Avoid database lock (DB locks) and complex query .

    • Transactions are not used because they result in locks (locks). Instead, you should use the application-tier transaction (applicative transactions).
    • The sequence key (serial key) is not used. The sequence key causes the lock and causes a complex active-active configuration.
    • Use the unique keys generated by the client (client-generated unique keys). We are using a GUID.

When designing a database, there are also the following points when querying for optimization:

    • don't use paradigms (do not normalize).
    • a single row of data must be allowed to be read.

When querying the data:

    • Use the primary key (primary key) and index as criteria to query.
    • Do not use join.
    • Do not use aggregate functions (aggregation).
    • Perform heavy queries (housekeeping queries) only in replicas (replica), such as Business Intelligence (BI), data exploration, and so on, as far as possible, not on the main library (master database).

We're going to dive into another blog about live migration (live migrations) and Application layer transactions (applicative transactions).

Summarize

The main purpose of this article is to let you know the new features of MySQL. It's great to have MySQL as a nosql engine, although MySQL isn't designed for NoSQL. This article shows how to use MySQL instead of a dedicated NoSQL engine to store key/value (Key/value) information.

In Wix, saving key/value information (in other cases) will select the MySQL engine because it is easy to use and operate, and MySQL is a powerful ecosystem. In addition, MySQL is not inferior on metrics (metrics) such as latency (latency), throughput (throughput), and concurrency (concurrency), compared to most NoSQL engines.

Original link (need to turn over the wall): http://engineering.wix.com/2015/12/10/scaling-to-100m-mysql-is-a-better-nosql/

Original date: December 10, 2015

Translation Date: December 27, 2015

Author: Anchor Http://blog.csdn.net/renfufei



MySQL as a new NoSQL solution: Easily deal with billions of levels of data

Related Article

Contact Us

The content source of this page is from Internet, which doesn't represent Alibaba Cloud's opinion; products and services mentioned on that page don't have any relationship with Alibaba Cloud.

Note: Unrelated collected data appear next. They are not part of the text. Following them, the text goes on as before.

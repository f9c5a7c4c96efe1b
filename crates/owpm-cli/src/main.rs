//! owpm CLI - dependency locking for Python projects

use anyhow::Result;
use clap::{Parser, Subcommand};
use tracing_subscriber::{layer::SubscriberExt, util::SubscriberInitExt};

mod add;
mod init;
mod list;
mod lock;
mod project;
mod remove;

#[derive(Parser)]
#[command(name = "owpm")]
#[command(version)]
#[command(about = "Lock the dependencies of a Python project", long_about = None)]
struct Cli {
    #[command(subcommand)]
    command: Commands,
}

#[derive(Subcommand)]
enum Commands {
    /// Create a new `.owpm` project file in the current directory
    Init {
        /// Name of the project (the file is saved as `<name>.owpm`)
        #[arg(long)]
        name: String,

        /// Brief description of the project
        #[arg(long, default_value = owpm_pkg::DEFAULT_DESCRIPTION)]
        desc: String,

        /// Base version of the project
        #[arg(long, default_value = "0.1.0")]
        ver: String,
    },

    /// Add packages to the project
    Add {
        /// Package names, optionally with a constraint (e.g. "requests>=2.0")
        #[arg(required = true)]
        names: Vec<String>,

        /// Add as development packages
        #[arg(short, long)]
        dev: bool,

        /// Constraint for names given without one
        #[arg(long, default_value = owpm_pkg::ANY)]
        version: String,
    },

    /// Remove packages from the project
    #[command(alias = "rem")]
    Remove {
        /// Package names to remove
        #[arg(required = true)]
        names: Vec<String>,

        /// Remove development packages instead of runtime ones
        #[arg(short, long)]
        dev: bool,
    },

    /// Resolve and lock the project's packages
    Lock {
        /// Lock even if the lock store is up to date
        #[arg(short, long)]
        force: bool,
    },

    /// List the project's packages
    List {
        /// Show the contents of the lock store instead of the manifest
        #[arg(short, long)]
        locked: bool,
    },
}

fn main() -> Result<()> {
    tracing_subscriber::registry()
        .with(
            tracing_subscriber::EnvFilter::try_from_default_env()
                .unwrap_or_else(|_| "warn".into()),
        )
        .with(tracing_subscriber::fmt::layer().with_writer(std::io::stderr))
        .init();

    let cli = Cli::parse();

    match cli.command {
        Commands::Init { name, desc, ver } => {
            init::init_project(init::InitOptions {
                name,
                description: desc,
                version: ver,
            })?;
        }

        Commands::Add {
            names,
            dev,
            version,
        } => {
            add::add_packages(&add::AddOptions {
                names,
                dev,
                constraint: version,
            })?;
        }

        Commands::Remove { names, dev } => {
            remove::remove_packages(&remove::RemoveOptions { names, dev })?;
        }

        Commands::Lock { force } => {
            lock::lock_project(force)?;
        }

        Commands::List { locked } => {
            list::list_packages(locked)?;
        }
    }

    Ok(())
}
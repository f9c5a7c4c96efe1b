//! Lock store construction.
//!
//! Fingerprinting is the only parallel stage of locking: every resolved
//! package is independent, so each one becomes a task on a bounded worker
//! pool. All tasks finish before [`LockBuilder::build`] returns, and a build
//! with any failed task leaves no store behind.

use crate::fingerprint::fingerprint;
use crate::manifest::ManifestError;
use crate::registry::Registry;
use crate::resolve::{ResolveError, ResolvedPackage};
use crate::store::{LockEntry, LockStore, StoreError};
use rayon::prelude::*;
use std::io;
use std::path::Path;
use thiserror::Error;
use tracing::{debug, info, warn};

/// Upper bound for the default worker count.
pub const MAX_DEFAULT_WORKERS: usize = 16;

/// Errors that can occur while locking a project.
#[derive(Error, Debug)]
pub enum LockError {
    #[error("manifest error: {0}")]
    Manifest(#[from] ManifestError),

    #[error("resolution failed: {0}")]
    Resolve(#[from] ResolveError),

    #[error("lock store error: {0}")]
    Store(#[from] StoreError),

    /// One or more packages could not be fingerprinted or stored.
    #[error("lock incomplete, failed packages: {}", .failed.join(", "))]
    Incomplete { failed: Vec<String> },

    #[error("failed to start worker pool: {0}")]
    WorkerPool(String),

    #[error("IO error: {0}")]
    Io(#[from] io::Error),
}

/// Configuration for lock builds.
#[derive(Debug, Clone, PartialEq, Eq)]
pub struct LockConfig {
    /// Number of fingerprinting workers.
    pub workers: usize,
}

impl Default for LockConfig {
    fn default() -> Self {
        let workers = std::env::var("OWPM_WORKERS")
            .ok()
            .and_then(|n| n.parse().ok())
            .unwrap_or_else(|| {
                std::thread::available_parallelism()
                    .map_or(1, |n| n.get())
                    .min(MAX_DEFAULT_WORKERS)
            });
        Self {
            workers: workers.max(1),
        }
    }
}

impl LockConfig {
    /// Set the number of fingerprinting workers (at least one).
    #[must_use]
    pub fn with_workers(mut self, workers: usize) -> Self {
        self.workers = workers.max(1);
        self
    }
}

/// Builds a lock store from resolved packages.
pub struct LockBuilder<'r> {
    registry: &'r dyn Registry,
    config: LockConfig,
}

impl<'r> LockBuilder<'r> {
    /// Create a builder that fingerprints through `registry`.
    #[must_use]
    pub fn new(registry: &'r dyn Registry, config: LockConfig) -> Self {
        Self { registry, config }
    }

    /// Create a fresh store at `store_path` and lock every package into it.
    ///
    /// # Errors
    ///
    /// Returns [`LockError::Incomplete`] naming every package whose task
    /// failed. The partially written store is deleted in that case; a failed
    /// delete is logged and does not replace the error.
    pub fn build(
        &self,
        packages: &[ResolvedPackage],
        store_path: &Path,
    ) -> Result<LockStore, LockError> {
        let store = LockStore::create(store_path)?;

        let pool = rayon::ThreadPoolBuilder::new()
            .num_threads(self.config.workers)
            .thread_name(|i| format!("owpm-lock-{i}"))
            .build()
            .map_err(|e| LockError::WorkerPool(e.to_string()))?;

        // `collect` only returns once every task has run to completion.
        let failures: Vec<(String, LockError)> = pool.install(|| {
            packages
                .par_iter()
                .filter_map(|package| {
                    self.lock_package(package, &store)
                        .err()
                        .map(|e| (package.name.clone(), e))
                })
                .collect()
        });

        if failures.is_empty() {
            info!(
                packages = packages.len(),
                path = %store_path.display(),
                "lock store written"
            );
            return Ok(store);
        }

        for (name, error) in &failures {
            warn!(package = %name, %error, "failed to lock package");
        }
        drop(store);
        if let Err(error) = LockStore::delete(store_path) {
            warn!(path = %store_path.display(), %error, "failed to discard partial lock store");
        }

        let mut failed: Vec<String> = failures.into_iter().map(|(name, _)| name).collect();
        failed.sort();
        failed.dedup();
        Err(LockError::Incomplete { failed })
    }

    /// Fingerprint one package and record it. Returns true if a new row was added.
    fn lock_package(&self, package: &ResolvedPackage, store: &LockStore) -> Result<bool, LockError> {
        debug!(package = %package, "locking");

        let metadata = self
            .registry
            .package_metadata(&package.name)
            .map_err(ResolveError::from)?;
        let digest = fingerprint(package, &metadata)?;

        let inserted = store.insert(&LockEntry {
            name: package.name.clone(),
            version: package.version_label().to_string(),
            digest,
            is_dev: package.is_dev,
            is_dep: package.is_transitive,
        })?;
        if !inserted {
            debug!(package = %package, "merged into an existing digest");
        }
        Ok(inserted)
    }
}
//! Content fingerprints for resolved packages.
//!
//! Fingerprinting is pure: it picks a digest out of metadata that was already
//! fetched, so the same metadata serves resolution and locking.

use crate::registry::{Artifact, PackageMetadata};
use crate::requirement::Constraint;
use crate::resolve::{ResolveError, ResolvedPackage};

/// The artifact chosen for a constraint.
#[derive(Debug, Clone, Copy, PartialEq, Eq)]
pub struct Selection<'m> {
    /// Release version, `None` when the latest artifact was taken.
    pub version: Option<&'m str>,
    /// The first artifact of the selected release.
    pub artifact: &'m Artifact,
}

/// Select the artifact a constraint resolves to.
///
/// "Any" takes the first latest artifact. A range takes the first release in
/// registry order that satisfies it; a matching release without artifacts is
/// an error rather than a reason to keep looking.
pub fn select_release<'m>(
    name: &str,
    constraint: &Constraint,
    metadata: &'m PackageMetadata,
) -> Result<Selection<'m>, ResolveError> {
    let not_found = || ResolveError::VersionNotFound {
        package: name.to_string(),
        constraint: constraint.to_string(),
    };

    match constraint {
        Constraint::Any => metadata
            .latest
            .first()
            .map(|artifact| Selection {
                version: None,
                artifact,
            })
            .ok_or_else(not_found),
        Constraint::Range(_) => {
            let release = metadata
                .releases
                .iter()
                .find(|r| constraint.matches_release(&r.version))
                .ok_or_else(not_found)?;
            release
                .artifacts
                .first()
                .map(|artifact| Selection {
                    version: Some(release.version.as_str()),
                    artifact,
                })
                .ok_or_else(not_found)
        }
    }
}

/// Compute the lock digest of a resolved package.
pub fn fingerprint(
    package: &ResolvedPackage,
    metadata: &PackageMetadata,
) -> Result<String, ResolveError> {
    let selection = match package.resolved_version.as_deref() {
        Some(target) => {
            let release = metadata
                .releases
                .iter()
                .find(|r| r.version == target)
                .ok_or_else(|| ResolveError::VersionNotFound {
                    package: package.name.clone(),
                    constraint: format!("=={target}"),
                })?;
            Selection {
                version: Some(release.version.as_str()),
                artifact: release.artifacts.first().ok_or_else(|| {
                    ResolveError::VersionNotFound {
                        package: package.name.clone(),
                        constraint: format!("=={target}"),
                    }
                })?,
            }
        }
        None => select_release(
            &package.name,
            &Constraint::parse(&package.constraint)?,
            metadata,
        )?,
    };
    Ok(selection.artifact.digest.clone())
}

If the content of the page makes you feel confusing, please write us an email, we will handle the problem within 5 days after receiving your email.

If you find any instances of plagiarism from the community, please send an email to: info-contact@alibabacloud.com and provide relevant evidence. A staff member will contact you within 5 working days.

A Free Trial That Lets You Build Big!

Start building with 50+ products and up to 12 months usage for Elastic Compute Service

  • Sales Support

    1 on 1 presale consultation

  • After-Sales Support

    24/7 Technical Support 6 Free Tickets per Quarter Faster Response

  • Alibaba Cloud offers highly flexible support services tailored to meet your exact needs.